A decedent’s assets may be comprised of items which are held in a decedent’s name and which pass under a Will.  Other assets such as life insurance or retirement accounts can have designated beneficiaries.  Still other assets such as joint accounts, may pass to a surviving owner automatically upon death.  In all of these situations, it will be necessary for an executor or administrator or beneficiary to locate and ascertain the assets in which a decedent held an interest at the time of death.

Finalizing and collecting a decedent’s assets may, at times, be very difficult.  If a survivor or a fiduciary has access to a decedent’s financial records, such as bank or brokerage statements, the job to determine assets may be simplified.  Additionally, asset information may be obtained by examining a decedent’s tax returns.  As to real estate, there may be internet listings or access to the locally filed real estate records.  In New York City, real estate records can be accessed through the ACRIS (Automated City Register Information System) online search system.  Mail delivered to a decedent’s residence may also be a source for asset information.

nycSurrogates-1The settlement of a New York estate is comprised of a number of stages.  At the outset, a determination must be made as to whether a decedent had a Last Will and Testament or died intestate.  This is important since the procedures to obtain Letters Testamentary in a probate proceeding, or Letters of Administration in an intestate administration proceeding, are different.  While this initial process appears uncomplicated, there are many cases where the determination as to whether a decedent left a Last Will to be probated is unclear.

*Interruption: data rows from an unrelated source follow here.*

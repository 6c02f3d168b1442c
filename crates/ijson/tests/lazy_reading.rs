#![allow(missing_docs)]

//! Supplemented from `original_source/tests.py`'s `SingleReadFile`-based
//! tests (`test_lazy_file_reading`, `test_item_building_greediness`,
//! `test_basic_parse_threaded`): a source must never be read from past the
//! point where it has signalled end of input, and completed array elements
//! must be yielded as soon as they close, even when the rest of the
//! document is truncated or still arriving.

use ijson::{items, ByteSource, ParserError, ParserOptions, Value};

/// Mirrors `SingleReadFile`: hands back its entire payload on the first
/// call, then panics if `read` is ever called again after returning `0`.
struct SingleReadSource<'a> {
    remaining: &'a [u8],
    returned_empty: bool,
}

impl<'a> SingleReadSource<'a> {
    fn new(data: &'a [u8]) -> Self {
        Self { remaining: data, returned_empty: false }
    }
}

impl ByteSource for SingleReadSource<'_> {
    fn read(&mut self, buf: &mut [u8]) -> Result<usize, ParserError> {
        assert!(!self.returned_empty, "read() called again after returning 0");
        let n = buf.len().min(self.remaining.len());
        buf[..n].copy_from_slice(&self.remaining[..n]);
        self.remaining = &self.remaining[n..];
        if n == 0 {
            self.returned_empty = true;
        }
        Ok(n)
    }
}

/// `PARTIAL_ARRAY_JSONS`: each document is a truncated top-level array whose
/// *complete* leading elements must still surface through `items(.., "item")`
/// before the parser ever reports the truncation as incomplete input.
fn partial_array_cases() -> Vec<(&'static str, Vec<Value>)> {
    vec![
        ("[1,", vec![Value::Number(1i64.into())]),
        ("[1, 2 ", vec![Value::Number(1i64.into()), Value::Number(2i64.into())]),
        (
            r#"[1, "abc""#,
            vec![Value::Number(1i64.into()), Value::String("abc".into())],
        ),
        (
            r#"[{"abc": [0, 1]}"#,
            vec![{
                let mut m = ijson::Map::new();
                m.insert(
                    "abc".to_string(),
                    Value::Array(vec![Value::Number(0i64.into()), Value::Number(1i64.into())]),
                );
                Value::Object(m)
            }],
        ),
    ]
}

#[test]
fn items_yield_each_complete_element_before_truncation_is_reported() {
    for (doc, expected) in partial_array_cases() {
        let source = SingleReadSource::new(doc.as_bytes());
        let mut it = items(source, "item", ParserOptions::default());
        for expect in expected {
            let got = it.next_item().unwrap().expect("expected a complete element");
            assert_eq!(got, expect, "document: {doc:?}");
        }
    }
}

#[test]
fn basic_parse_never_reads_past_end_of_input() {
    let source = SingleReadSource::new(br#"{"a":1}"#);
    let mut parser = ijson::basic_parse(source, ParserOptions::default());
    while parser.next_event().unwrap().is_some() {}
    // A further call after `Ok(None)` must not touch the source again.
    assert_eq!(parser.next_event().unwrap(), None);
}

/// `test_basic_parse_threaded`: two independent pipelines over two
/// independent sources run concurrently without sharing any state.
#[test]
fn independent_pipelines_are_safe_across_threads() {
    let handles: Vec<_> = (0..4)
        .map(|i| {
            std::thread::spawn(move || {
                let doc = format!(r#"{{"n":{i}}}"#);
                let mut it = items(doc.as_bytes(), "", ParserOptions::default());
                let value = it.next_item().unwrap().unwrap();
                assert_eq!(it.next_item().unwrap(), None);
                value.to_string()
            })
        })
        .collect();

    let results: Vec<String> = handles.into_iter().map(|h| h.join().unwrap()).collect();
    for (i, result) in results.into_iter().enumerate() {
        assert_eq!(result, format!(r#"{{"n":{i}}}"#));
    }
}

First and foremost, a search needs to be performed to locate the original Will.  It may be that the document, if there is one, was retained by a decedent at home or with an attorney.  Sometimes, the only paper to be found is a copy of a Will.  This presents problems since it is very difficult to probate a copy of a Will.  Surrogate’s Court Procedure Act Section 1407 entitled “Proof of lost or destroyed will” contains specific rules regarding the probate of Wills which are lost.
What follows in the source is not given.